1973年、3月1週日曜日。阪神レース場。
中山記念と同じ時刻、ここ阪神でもチューリップ賞のファンファーレが鳴り響こうとしていた。
パドックには、静かな闘志を燃やすナスノチグサの姿があった。
中山の結果は、まだ届かない。だが、チグサは迷っていなかった。
「……あすかさん。先輩なら、きっと勝ちます。あの人はそういう人です」
「ああ、違いない。だから俺たちも勝って、胸を張って『おかえり』を言ってやろう」
言葉は少なくても、通じ合うものがある。
俺たちは目前のレースに集中するため、コース図を広げた。
「今回のメンバーだが、外枠に逃げ・先行のウマ娘が固まってる。スタート直後、ポジション争いでごちゃつくぞ」
俺の指摘に、チグサも頷く。
彼女の枠は11人立ての10番。外枠の8枠だ。無理に内へ切り込めば、先行争いの煽りを受けて消耗する。
「だから位置は後ろ。無理に内へ入れるな。……外で、気持ちよく踏め」
それは、距離のロスを覚悟した作戦だった。
コースの内側を走るより、外を回れば数メートル余分に走ることになる。僅差の勝負では命取りになりかねない。
だが、チグサは即座に同意した。
「了解しました。……今の私の末脚なら、距離ロスによるタイムラグよりも、集団に包まれるリスクを排除する方が、最も合理的です」
「その通りだ。……お前の脚を信じるぞ」
「お任せください。計算通りの『春一番』を、巻き起こしてみせます」
◆チューリップ賞(GⅡ・阪神 芝 1600m 右 晴 良)
ゲートが開く。
同時に、予想通りケイリュウシンゲキやキシュウローレルといった先行勢が内へ殺到した。

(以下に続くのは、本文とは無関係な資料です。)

use std::future::Future;

use {
    anyhow::Result,
    toolmesh_common::time::unix_now,
    toolmesh_mcp::{Aggregator, AggregatorConfig},
    toolmesh_oauth::{AuthEngine, CredentialStore},
};

fn engine(config: &AggregatorConfig) -> Result<AuthEngine> {
    let store = CredentialStore::new(config.resolved_credentials_path());
    Ok(AuthEngine::new(config.effective_auth()?, store))
}

/// Drive `work`, cancelling any pending browser login on Ctrl-C. A second
/// Ctrl-C abandons `work` altogether.
pub(crate) async fn cancellable<T>(
    aggregator: &Aggregator,
    work: impl Future<Output = Result<T>>,
) -> Result<T> {
    interruptible(work, tokio::signal::ctrl_c, || {
        eprintln!("Interrupted, cancelling... (press Ctrl-C again to abort)");
        if let Some(engine) = aggregator.engine() {
            engine.cancel_login();
        }
    })
    .await
}

async fn interruptible<T, S>(
    work: impl Future<Output = Result<T>>,
    mut interrupt: impl FnMut() -> S,
    on_first: impl FnOnce(),
) -> Result<T>
where
    S: Future<Output = std::io::Result<()>>,
{
    tokio::pin!(work);
    tokio::select! {
        result = &mut work => return result,
        Ok(()) = interrupt() => on_first(),
    }
    tokio::select! {
        result = &mut work => result,
        Ok(()) = interrupt() => anyhow::bail!("interrupted"),
    }
}

pub async fn login(config: &AggregatorConfig, force: bool) -> Result<()> {
    let aggregator = Aggregator::from_config(config)?;
    let Some(engine) = aggregator.engine().cloned() else {
        anyhow::bail!("no authentication engine configured");
    };

    let tools = cancellable(&aggregator, async {
        if force || !engine.status().has_tokens {
            println!("Opening browser for authentication...");
            println!(
                "Waiting for callback on {} ...",
                engine.settings().redirect_uri()
            );
        }
        if force {
            engine.login().await?;
        }
        Ok::<_, anyhow::Error>(aggregator.login_only().await?)
    })
    .await?;

    let primary = config.primary()?;
    println!(
        "Logged in. {} tool(s) available from '{}'.",
        tools.len(),
        primary.name
    );
    Ok(())
}

pub fn logout(config: &AggregatorConfig) -> Result<()> {
    let engine = engine(config)?;
    engine.logout()?;
    println!(
        "Logged out. Removed {}",
        config.resolved_credentials_path().display()
    );
    Ok(())
}

pub fn status(config: &AggregatorConfig) -> Result<()> {
    let status = engine(config)?.status();

    println!("Credentials: {}", status.credentials_path);
    println!(
        "Client:      {}",
        status.client_id.as_deref().unwrap_or("not registered")
    );
    if !status.has_tokens {
        println!("Tokens:      none (run `toolmesh login`)");
        return Ok(());
    }

    let expiry = status.expires_at.map_or("no expiry".to_string(), |ts| {
        let now = unix_now();
        if ts > now {
            let remaining = ts - now;
            let hours = remaining / 3600;
            let mins = (remaining % 3600) / 60;
            format!("valid ({hours}h {mins}m remaining)")
        } else {
            "expired".to_string()
        }
    });
    let refresh = if status.has_refresh_token {
        "refreshable"
    } else {
        "no refresh token"
    };
    println!("Tokens:      {expiry}, {refresh}");
    Ok(())
}
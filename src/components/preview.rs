use cricket_api::{BallEvent, BallType};
use tui::buffer::Buffer;
use tui::layout::{Constraint, Layout, Rect};
use tui::style::{Color, Modifier, Style};
use tui::text::{Line, Span};
use tui::widgets::{Paragraph, Widget, Wrap};

/// Shows the ball that would be recorded right now: a human summary on top,
/// the exact request body underneath.
pub struct BallPreview<'a> {
    pub ball: &'a BallEvent,
    pub striker: Option<&'a str>,
    pub bowler: Option<&'a str>,
    pub show_payload: bool,
}

impl<'a> BallPreview<'a> {
    fn summary(&self) -> Vec<Line<'a>> {
        let ball = self.ball;
        let dim = Style::default().fg(Color::DarkGray);
        let legality = if ball.legal_ball {
            Span::styled("legal", Style::default().fg(Color::Green))
        } else {
            Span::styled("illegal", Style::default().fg(Color::Red))
        };

        let mut lines = vec![
            Line::from(vec![
                Span::styled(
                    format!("Over {}.{} ", ball.over_number, ball.ball_number),
                    Style::default().add_modifier(Modifier::BOLD),
                ),
                Span::styled(ball_type_label(ball.ball_type), Style::default().fg(Color::Yellow)),
                Span::raw(" "),
                legality,
            ]),
            Line::from(vec![
                Span::styled("runs ", dim),
                Span::raw(ball.runs_scored.to_string()),
                Span::styled("  extras ", dim),
                Span::raw(ball.extras.to_string()),
                Span::styled("  penalty ", dim),
                Span::raw(ball.penalty_runs.to_string()),
                Span::styled("  total ", dim),
                Span::styled(
                    ball.total_runs().to_string(),
                    Style::default().add_modifier(Modifier::BOLD),
                ),
            ]),
            Line::from(vec![
                Span::styled("striker ", dim),
                Span::raw(self.striker.unwrap_or("-").to_string()),
                Span::styled("  bowler ", dim),
                Span::raw(self.bowler.unwrap_or("-").to_string()),
            ]),
        ];

        if ball.is_wicket {
            let kind = ball.wicket_type.map(|w| w.label()).unwrap_or("details pending");
            lines.push(Line::from(vec![Span::styled(
                format!("WICKET: {kind}"),
                Style::default().fg(Color::Red).add_modifier(Modifier::BOLD),
            )]));
        }
        lines
    }
}

fn ball_type_label(ball_type: BallType) -> &'static str {
    match ball_type {
        BallType::Legal => "LEGAL",
        BallType::Wide => "WIDE",
        BallType::Bye => "BYE",
        BallType::LegBye => "LEG BYE",
        BallType::NoBall => "NO BALL",
    }
}

impl Widget for BallPreview<'_> {
    fn render(self, area: Rect, buf: &mut Buffer) {
        if area.width == 0 || area.height == 0 {
            return;
        }
        let summary = self.summary();
        let summary_height = summary.len() as u16;

        if !self.show_payload || area.height <= summary_height + 1 {
            Paragraph::new(summary).render(area, buf);
            return;
        }

        let [top, _gap, bottom] = Layout::vertical([
            Constraint::Length(summary_height),
            Constraint::Length(1),
            Constraint::Fill(1),
        ])
        .areas(area);
        Paragraph::new(summary).render(top, buf);

        // The payload never fails to serialise; an empty pane is the fallback.
        let payload = serde_json::to_string_pretty(self.ball).unwrap_or_default();
        Paragraph::new(payload)
            .style(Style::default().fg(Color::DarkGray))
            .wrap(Wrap { trim: false })
            .render(bottom, buf);
    }
}
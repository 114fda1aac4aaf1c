use tui::backend::Backend;
use tui::layout::{Alignment, Constraint, Layout, Rect};
use tui::style::{Color, Modifier, Style};
use tui::text::{Line, Span};
use tui::widgets::{Block, BorderType, Borders, Clear, Paragraph, Tabs, Wrap};
use tui::{Frame, Terminal};
use tui_logger::TuiLoggerWidget;

use crate::app::{App, MenuItem};
use crate::components::ball_table::{BallByBallTable, notation};
use crate::components::preview::BallPreview;
use crate::state::app_state::BattingOrderDialog;
use crate::state::batting_order::{FullReorderEditor, SingleMoveEditor, SwapEditor, SwapSlot};
use crate::state::directory::DirectoryKind;
use crate::state::network::{ERROR_CHAR, LoadingState};
use crate::state::scoring::{ScoringSection, ScoringState};
use crate::state::wicket::{WicketDialog, WicketField};
use crate::ui::layout::{LayoutAreas, centered};
use cricket_api::BattingOrderEntry;

static TABS: &[&str; 5] = &["Matches", "Scoring", "Ball by ball", "Batting order", "Directory"];

const HELP_TEXT: &str = "\
Global:        q quit   1-5 tabs   ? help   f full screen   \" logs
Matches:       j/k move   Enter open match   n next innings   r reload
Scoring:       j/k section   h/l button   Enter/space toggle   c custom value
               s submit ball   x clear   r refresh live status   n next innings
Wicket form:   Tab/j/k field   h/l choose   Enter submit   Esc cancel
Ball by ball:  j/k scroll   r reload
Batting order: e reorder   m move one   w swap two   r reload   (s save, Esc close)
Directory:     Tab/t collection   / search   j/k move";

pub fn draw<B>(terminal: &mut Terminal<B>, app: &mut App, loading: LoadingState)
where
    B: Backend,
{
    let current_size = terminal.size().unwrap_or_default();
    if current_size.width <= 10 || current_size.height <= 10 {
        return;
    }

    let mut layout = LayoutAreas::new(current_size);

    let _ = terminal.draw(|f| {
        layout.update(f.area(), app.settings.full_screen, app.state.show_logs);

        if !app.settings.full_screen {
            draw_tabs(f, layout.tab_bar, app);
            draw_status_line(f, layout.status, app);
        }

        match app.state.active_tab {
            MenuItem::Matches => draw_matches(f, layout.main, app),
            MenuItem::Scoring => draw_scoring(f, layout.main, app),
            MenuItem::BallByBall => draw_ball_by_ball(f, layout.main, app),
            MenuItem::BattingOrder => draw_batting_order(f, layout.main, app),
            MenuItem::Directory => draw_directory(f, layout.main, app),
            MenuItem::Help => draw_placeholder(f, layout.main, HELP_TEXT),
        }

        if let Some(dialog) = app.state.scoring.wicket_dialog.as_ref() {
            draw_wicket_dialog(f, layout.main, dialog);
        }
        if let Some(input) = app.state.scoring.custom_input.as_deref() {
            draw_custom_input(f, layout.main, app.state.scoring.section, input);
        }
        if let Some(dialog) = app.state.batting_order.dialog.as_ref() {
            draw_batting_dialog(f, layout.main, dialog, app.state.batting_order.saving);
        }
        if let Some(alert) = app.state.alert.as_deref() {
            draw_alert(f, f.area(), alert);
        }
        if let Some(logs) = layout.logs {
            draw_logs(f, logs);
        }

        draw_loading_spinner(f, f.area(), app, loading);
    });
}

pub fn default_border<'a>(color: Color) -> Block<'a> {
    Block::default()
        .borders(Borders::ALL)
        .border_type(BorderType::Rounded)
        .border_style(Style::default().fg(color))
}

fn dim() -> Style {
    Style::default().fg(Color::DarkGray)
}

fn draw_tabs(f: &mut Frame, tab_bar: [Rect; 2], app: &App) {
    let style = Style::default().fg(Color::White);
    let border_type = BorderType::Rounded;

    let tab_index = match app.state.active_tab {
        MenuItem::Matches => 0,
        MenuItem::Scoring => 1,
        MenuItem::BallByBall => 2,
        MenuItem::BattingOrder => 3,
        MenuItem::Directory => 4,
        MenuItem::Help => 0,
    };

    let titles: Vec<Line> = TABS.iter().map(|t| Line::from(*t)).collect();
    let tabs = Tabs::new(titles)
        .block(
            Block::default()
                .borders(Borders::LEFT | Borders::BOTTOM | Borders::TOP)
                .border_type(border_type),
        )
        .highlight_style(Style::default().add_modifier(Modifier::UNDERLINED))
        .select(tab_index)
        .style(style);
    f.render_widget(tabs, tab_bar[0]);

    let help = Paragraph::new("Help: ? ")
        .alignment(Alignment::Right)
        .block(
            Block::default()
                .borders(Borders::RIGHT | Borders::BOTTOM | Borders::TOP)
                .border_type(border_type),
        )
        .style(style);
    f.render_widget(help, tab_bar[1]);
}

/// Watched innings and score on the left, the latest notice on the right.
fn draw_status_line(f: &mut Frame, area: Rect, app: &App) {
    let mut spans = Vec::new();
    match (app.state.match_detail.detail.as_ref(), app.state.match_detail.innings()) {
        (Some(detail), Some(innings)) if app.watched_innings() == Some(innings.id) => {
            spans.push(Span::styled(
                format!(" {} ", detail.summary.title()),
                Style::default().add_modifier(Modifier::BOLD),
            ));
            spans.push(Span::styled(format!("innings {} ", innings.innings_number), dim()));
        }
        _ => spans.push(Span::styled(" no innings open ", dim())),
    }
    if let Some(status) = app.state.live.status() {
        spans.push(Span::raw(format!("{}/{} ", status.total_runs, status.wickets)));
    }
    if let Some(at) = app.state.live.updated_at() {
        spans.push(Span::styled(format!("(updated {}) ", at.format("%H:%M:%S")), dim()));
    }
    if let Some(err) = app.state.live_error.as_deref() {
        spans.push(Span::styled(format!("live status: {err}"), Style::default().fg(Color::Red)));
    }

    let [left, right] =
        Layout::horizontal([Constraint::Fill(1), Constraint::Fill(1)]).areas(area);
    f.render_widget(Paragraph::new(Line::from(spans)), left);
    if let Some(notice) = app.state.notice.as_deref() {
        f.render_widget(
            Paragraph::new(format!("{notice} "))
                .alignment(Alignment::Right)
                .style(Style::default().fg(Color::Cyan)),
            right,
        );
    }
}

// ---------------------------------------------------------------------------
// Matches
// ---------------------------------------------------------------------------

fn draw_matches(f: &mut Frame, area: Rect, app: &App) {
    let [list_area, detail_area] =
        Layout::horizontal([Constraint::Percentage(45), Constraint::Percentage(55)]).areas(area);

    let block = default_border(Color::White).title(" Matches ");
    let inner = block.inner(list_area);
    f.render_widget(block, list_area);

    let matches = &app.state.matches;
    if matches.matches.is_empty() {
        let msg = if let Some(err) = matches.error.as_deref() {
            format!("Could not load matches:\n{err}\n\nr to retry")
        } else if matches.loading {
            "Loading matches...".to_string()
        } else {
            "No matches".to_string()
        };
        f.render_widget(Paragraph::new(msg).style(dim()).alignment(Alignment::Center), inner);
    } else {
        let visible = inner.height as usize;
        let start = matches.selected.saturating_sub(visible.saturating_sub(1));
        let lines: Vec<Line> = matches
            .matches
            .iter()
            .enumerate()
            .skip(start)
            .take(visible)
            .map(|(idx, m)| {
                let marker = if idx == matches.selected { ">" } else { " " };
                let date = m
                    .match_date
                    .map(|d| d.format("%d %b").to_string())
                    .unwrap_or_else(|| "--".to_string());
                let style = if idx == matches.selected {
                    Style::default().fg(Color::Yellow)
                } else {
                    Style::default()
                };
                Line::from(vec![
                    Span::styled(format!("{marker} {}", m.title()), style),
                    Span::styled(format!("  {date}  {}", m.status.label()), dim()),
                ])
            })
            .collect();
        f.render_widget(Paragraph::new(lines), inner);
    }

    draw_match_detail(f, detail_area, app);
}

fn draw_match_detail(f: &mut Frame, area: Rect, app: &App) {
    let block = default_border(Color::DarkGray).title(" Match ");
    let inner = block.inner(area);
    f.render_widget(block, area);

    let state = &app.state.match_detail;
    if state.is_loading() {
        f.render_widget(
            Paragraph::new("Loading match…").style(dim()).alignment(Alignment::Center),
            inner,
        );
        return;
    }
    if let Some(err) = state.error.as_deref() {
        f.render_widget(
            Paragraph::new(format!("Match load failed:\n{err}"))
                .style(Style::default().fg(Color::Red))
                .wrap(Wrap { trim: true }),
            inner,
        );
        return;
    }
    let Some(detail) = state.detail.as_ref() else {
        f.render_widget(
            Paragraph::new("Select a match and press Enter").style(dim()),
            inner,
        );
        return;
    };

    let summary = &detail.summary;
    let mut lines = vec![
        Line::from(Span::styled(summary.title(), Style::default().add_modifier(Modifier::BOLD))),
        Line::from(Span::styled(
            format!(
                "{}  {}  {}",
                summary.venue.as_deref().unwrap_or("venue tbc"),
                summary.status.label(),
                summary
                    .overs_per_innings
                    .map(|o| format!("{o} overs"))
                    .unwrap_or_default()
            ),
            dim(),
        )),
        Line::from(""),
        Line::from(Span::styled("Squads", dim())),
    ];
    for squad in &detail.squads {
        let name = squad
            .team_name
            .clone()
            .unwrap_or_else(|| format!("Team {}", squad.team_id));
        lines.push(Line::from(format!("  {name}: {} players", squad.players.len())));
    }
    lines.push(Line::from(""));
    lines.push(Line::from(Span::styled("Innings (n to switch)", dim())));
    if detail.innings.is_empty() {
        lines.push(Line::from(Span::styled("  not started", dim())));
    }
    for (idx, innings) in detail.innings.iter().enumerate() {
        let watched = app.watched_innings() == Some(innings.id);
        let marker = if idx == state.selected_innings { ">" } else { " " };
        let batting = detail
            .squad(innings.batting_team_id)
            .and_then(|s| s.team_name.clone())
            .unwrap_or_else(|| format!("Team {}", innings.batting_team_id));
        let style = if watched { Style::default().fg(Color::Yellow) } else { Style::default() };
        lines.push(Line::from(Span::styled(
            format!(
                "{marker} {}. {batting}  {}/{}",
                innings.innings_number, innings.total_runs, innings.wickets
            ),
            style,
        )));
    }

    f.render_widget(Paragraph::new(lines), inner);
}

激しいポジション争い。芝草が舞う中、チグサは涼しい顔でスッと後ろへ下がった。
後方待機。
前のウマ娘たちがインコースに密集し、押し合いへし合いしているのを尻目に、彼女は悠々と外へ持ち出した。
(……距離ロスは想定内。ここまでは計算通り)
第3コーナーから第4コーナーへ。
彼女の視界には、遮るものは何もない。外ラチ沿いに、一直線だ。
直線。残り400m。
彼女はため込んでいたエネルギーを一気に開放した。
大外から、彼女の末脚が弾ける。
一完歩ごとに加速するその姿は、優雅な令嬢というより、獲物を狩る猛獣のようだった。
先行して粘っていたケイリュウシンゲキを一瞬でかわし、先頭を奪う。
そこからは独壇場だった。
追いすがるアフリカンアイズを寄せ付けない。
終わってみれば、4バ身差の圧勝。
タイムは1分35秒7。
◆東西の祝電
「……完璧でしたね」
レース後、戻ってきた彼女は、乱れのない呼吸で言った。
勝利の喜びよりも、計算が正しかったことへの安堵が強いようだ。
「お疲れ、チグサ。……内容まで完璧だったよ」
「ええ。大外を回ってもこれだけの差がつきました。……これで姉様の背中も見えてきました」
彼女は汗を拭いながら、東の空――中山の方角へ視線を向けた。
「さあ、由衣さんたちに報告しましょう。……公衆電話はどこでしたっけ?」
俺たちは検量室近くの赤電話へと急いだ。
10円玉を投入し、中山レース場の関係者控室へ繋ぐ。ジリリリ……とアナログな呼び出し音が鳴り、すぐに受話器が取られた。
『――はい、こちら中山です。……あすかさんですか?』
由衣さんの弾んだ声。
そのトーンだけで、俺は全てを察した。
「その声……勝ったな?」
『ええ! ハイペースを逃げ切っての完勝です! ……そちらは?』
「こちらもだ。チグサの計算通り、4バ身差の圧勝だよ」
受話器の向こうから、歓声のような息遣いが聞こえた。
東西でのダブル勝利。
チーム・ルミナスの春は、最高の形で幕を開けたのだ。
『……あすかさん』
由衣さんに代わって、受話器の向こうからローリンの少し甘えたような声が聞こえた。
『今から帰りますね。……ちゃんと待っていてくださいね?』
俺は苦笑しつつ、「ああ、首を長くして待ってるよ」と答えて受話器を置いた。
ガチャン、と硬貨の落ちる音が、勝利の余韻のように響く。
隣で聞いていたチグサが、眼鏡の奥で悪戯っぽく笑った。
「ふふ。……あの言い方、先輩は『ご褒美』を逃がす気は、なさそうですわね」
だが、これはまだ前哨戦。
次はいよいよ、自分だけの勝負服を纏って挑む本番。
桜花賞のゲートが開くまで、あと一ヶ月。